━━ Given data
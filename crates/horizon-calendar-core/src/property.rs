//! Change-detecting properties.
//!
//! Properties are the data side of the signal/slot pair: a [`Property<T>`]
//! tells the caller whether a write actually changed anything, so the owner
//! emits its notification signal exactly once per real change.
//!
//! # Example
//!
//! ```
//! use horizon_calendar_core::{Property, Signal};
//!
//! struct Pager {
//!     page: Property<u32>,
//!     page_changed: Signal<u32>,
//! }
//!
//! impl Pager {
//!     fn go_to(&self, page: u32) {
//!         if self.page.set(page) {
//!             self.page_changed.emit(page);
//!         }
//!     }
//! }
//!
//! let pager = Pager { page: Property::new(1), page_changed: Signal::new() };
//! pager.go_to(1); // no change, no emission
//! pager.go_to(2);
//! assert_eq!(pager.page.get(), 2);
//! ```

use std::fmt;

use parking_lot::RwLock;

/// A reactive property that tracks changes.
///
/// `Property<T>` wraps a value and provides change detection. When `set()` is
/// called, it compares the new value with the current one and returns whether
/// the value actually changed.
///
/// # Thread Safety
///
/// `Property<T>` uses interior mutability with `RwLock` and is `Send + Sync`
/// whenever `T` is.
pub struct Property<T> {
    value: RwLock<T>,
}

impl<T: Clone> Property<T> {
    /// Create a new property with an initial value.
    pub fn new(value: T) -> Self {
        Self {
            value: RwLock::new(value),
        }
    }

    /// Get the current value.
    ///
    /// This clones the value. For large types, consider using `with()` instead.
    pub fn get(&self) -> T {
        self.value.read().clone()
    }

    /// Access the value through a closure without cloning.
    pub fn with<F, R>(&self, f: F) -> R
    where
        F: FnOnce(&T) -> R,
    {
        f(&self.value.read())
    }

    /// Set the value without change detection.
    pub fn set_silent(&self, value: T) {
        *self.value.write() = value;
    }
}

impl<T: Clone + PartialEq> Property<T> {
    /// Set the value, returning `true` if the value changed.
    ///
    /// The caller should emit the associated notification signal when this
    /// returns `true`.
    pub fn set(&self, value: T) -> bool {
        self.replace(value).is_some()
    }

    /// Set the value, returning the old value if it changed.
    pub fn replace(&self, value: T) -> Option<T> {
        let mut current = self.value.write();
        if *current != value {
            Some(std::mem::replace(&mut *current, value))
        } else {
            None
        }
    }
}

impl<T: Clone> Clone for Property<T> {
    fn clone(&self) -> Self {
        Self::new(self.get())
    }
}

impl<T: Clone + Default> Default for Property<T> {
    fn default() -> Self {
        Self::new(T::default())
    }
}

impl<T: Clone + fmt::Debug> fmt::Debug for Property<T> {
    fn fmt(&self, f: &mut fmt::Formatter<'_>) -> fmt::Result {
        f.debug_struct("Property")
            .field("value", &self.get())
            .finish()
    }
}

/// A read-only view of a property.
///
/// Useful for exposing properties publicly while keeping the setter private.
pub struct ReadOnlyProperty<'a, T> {
    inner: &'a Property<T>,
}

impl<'a, T: Clone> ReadOnlyProperty<'a, T> {
    /// Create a read-only view of a property.
    pub fn new(property: &'a Property<T>) -> Self {
        Self { inner: property }
    }

    /// Get the current value.
    pub fn get(&self) -> T {
        self.inner.get()
    }

    /// Access the value through a closure.
    pub fn with<F, R>(&self, f: F) -> R
    where
        F: FnOnce(&T) -> R,
    {
        self.inner.with(f)
    }
}
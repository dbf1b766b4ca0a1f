//! Month grid assembly.
//!
//! [`build_grid`] produces the gapless run of dates a month view shows:
//! every day of the displayed month, padded at both ends with days from the
//! neighbouring months so that the run starts on the configured week-start
//! day and ends on the day before it. The result always holds whole weeks
//! (four to six of them).
//!
//! [`build_cells`] decorates that run with per-cell flags. Cells are
//! recomputed on every call and never cached, so they always reflect the
//! current month, constraints and selection.

use chrono::{Datelike, Days, NaiveDate, Weekday};
use horizon_calendar_core::PerfSpan;
use horizon_calendar_core::logging::targets;

use crate::constraints::Constraints;
use crate::date::{DisplayedMonth, day_key};

/// Number of columns in a month grid.
pub const DAYS_PER_WEEK: usize = 7;

/// One rendered day of the month grid.
#[derive(Debug, Clone, Copy, PartialEq, Eq)]
pub struct DayCell {
    /// The calendar day.
    pub date: NaiveDate,
    /// Stable identifier derived from the date (days since 1970-01-01).
    pub key: i64,
    /// Day of the week.
    pub weekday: Weekday,
    /// Whether the day belongs to the displayed month.
    pub in_current_month: bool,
    /// Whether the day is blocked or out of bounds.
    pub disabled: bool,
    /// Whether the day is part of the current selection.
    pub selected: bool,
    /// Whether the day is today.
    pub is_today: bool,
}

/// Number of leading days from the previous month.
fn leading_days(first: NaiveDate, week_start: Weekday) -> u64 {
    let first_weekday = first.weekday().num_days_from_sunday();
    let start = week_start.num_days_from_sunday();
    u64::from((first_weekday + 7 - start) % 7)
}

/// Number of trailing days from the next month.
fn trailing_days(last: NaiveDate, week_start: Weekday) -> u64 {
    let week_end = week_start.pred().num_days_from_sunday();
    let last_weekday = last.weekday().num_days_from_sunday();
    u64::from((week_end + 7 - last_weekday) % 7)
}

/// Builds the dates shown for `month`, in ascending order.
///
/// The first date falls on `week_start`, the last on the day before it, and
/// the length is a multiple of seven.
pub fn build_grid(month: DisplayedMonth, week_start: Weekday) -> Vec<NaiveDate> {
    let first = month.first_day();
    let last = month.last_day();

    let start = first
        .checked_sub_days(Days::new(leading_days(first, week_start)))
        .unwrap_or(first);
    let end = last
        .checked_add_days(Days::new(trailing_days(last, week_start)))
        .unwrap_or(last);

    let dates: Vec<NaiveDate> = start.iter_days().take_while(|d| *d <= end).collect();
    tracing::trace!(
        target: targets::GRID,
        %month,
        start = %start,
        end = %end,
        len = dates.len(),
        "built month grid"
    );
    dates
}

/// Builds the decorated cells for `month`.
///
/// `is_selected` is consulted for every cell; it is usually
/// [`SelectionEngine::is_selected`](crate::selection::SelectionEngine::is_selected).
pub fn build_cells<F>(
    month: DisplayedMonth,
    week_start: Weekday,
    constraints: &Constraints,
    today: NaiveDate,
    is_selected: F,
) -> Vec<DayCell>
where
    F: Fn(NaiveDate) -> bool,
{
    let _span = PerfSpan::new("build_cells");
    build_grid(month, week_start)
        .into_iter()
        .map(|date| DayCell {
            date,
            key: day_key(date),
            weekday: date.weekday(),
            in_current_month: month.contains(date),
            disabled: constraints.is_disabled(date),
            selected: is_selected(date),
            is_today: date == today,
        })
        .collect()
}

/// Splits a grid into week rows.
pub fn weeks<T>(cells: &[T]) -> impl Iterator<Item = &[T]> {
    cells.chunks(DAYS_PER_WEEK)
}

/// Column headers for a grid starting on `week_start`.
pub fn weekday_headers(week_start: Weekday) -> [Weekday; DAYS_PER_WEEK] {
    let mut headers = [week_start; DAYS_PER_WEEK];
    for i in 1..DAYS_PER_WEEK {
        headers[i] = headers[i - 1].succ();
    }
    headers
}

/// ISO-8601 week number of `date`, for an optional week-number column.
pub fn week_number(date: NaiveDate) -> u32 {
    date.iso_week().week()
}

/// Finds the cell for a focus target, if it is rendered.
pub fn find_cell(cells: &[DayCell], key: i64) -> Option<&DayCell> {
    cells.iter().find(|cell| cell.key == key)
}
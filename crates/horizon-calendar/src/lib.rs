//! Horizon Calendar - the behavior behind a month-view date picker.
//!
//! This crate computes everything a calendar widget shows and does, leaving
//! drawing and event plumbing to the host:
//!
//! - **Grid**: week-aligned day cells for the displayed month
//! - **Constraints**: disabled dates and min/max bounds
//! - **Selection**: single, multiple and two-click range modes
//! - **Navigation**: month paging and arrow-key focus movement
//! - **Labels**: accessible day labels with optional custom patterns
//!
//! All dates are calendar days ([`chrono::NaiveDate`]); timestamps passed in
//! through [`ToCalendarDate`] are truncated to the day.
//!
//! # Example
//!
//! ```
//! use chrono::NaiveDate;
//! use horizon_calendar::{Calendar, Selection, SelectionMode};
//!
//! let mut calendar = Calendar::new()
//!     .with_seed("2024-02-14")
//!     .with_mode(SelectionMode::Range)
//!     .with_disabled_dates(["2024-02-19"]);
//!
//! let feb = |d| NaiveDate::from_ymd_opt(2024, 2, d).unwrap();
//! calendar.activate(feb(12));
//! calendar.activate(feb(19)); // disabled: ignored
//! let selection = calendar.activate(feb(16)).unwrap();
//!
//! let Selection::Range(Some(range)) = selection else { unreachable!() };
//! assert_eq!((range.start(), range.end()), (feb(12), feb(16)));
//! assert_eq!(calendar.cells().iter().filter(|c| c.selected).count(), 5);
//! ```

pub mod calendar;
pub mod config;
pub mod constraints;
pub mod date;
pub mod error;
pub mod format;
pub mod grid;
pub mod navigation;
pub mod selection;

pub use horizon_calendar_core::{ConnectionId, Signal};

pub use calendar::Calendar;
pub use config::CalendarConfig;
pub use constraints::Constraints;
pub use date::{DisplayedMonth, ToCalendarDate, day_key, same_day};
pub use error::{Error, Result};
pub use format::{DateFormat, LabelFormatter, default_label, label};
pub use grid::{DAYS_PER_WEEK, DayCell, build_cells, build_grid, weekday_headers, weeks};
pub use navigation::{
    FocusMove, FocusRequest, Key, KeyPress, NavigationController, PageDirection,
};
pub use selection::{DateRange, Selection, SelectionEngine, SelectionMode};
━━━━
◆ **Your goal**
Pull every line with the word "impl" from the data.

◆ **Task solution**
//! impl Pager {
impl<T: Clone> Property<T> {
impl<T: Clone + PartialEq> Property<T> {
impl<T: Clone> Clone for Property<T> {
impl<T: Clone + Default> Default for Property<T> {
impl<T: Clone + fmt::Debug> fmt::Debug for Property<T> {
impl<'a, T: Clone> ReadOnlyProperty<'a, T> {
pub fn weeks<T>(cells: &[T]) -> impl Iterator<Item = &[T]> {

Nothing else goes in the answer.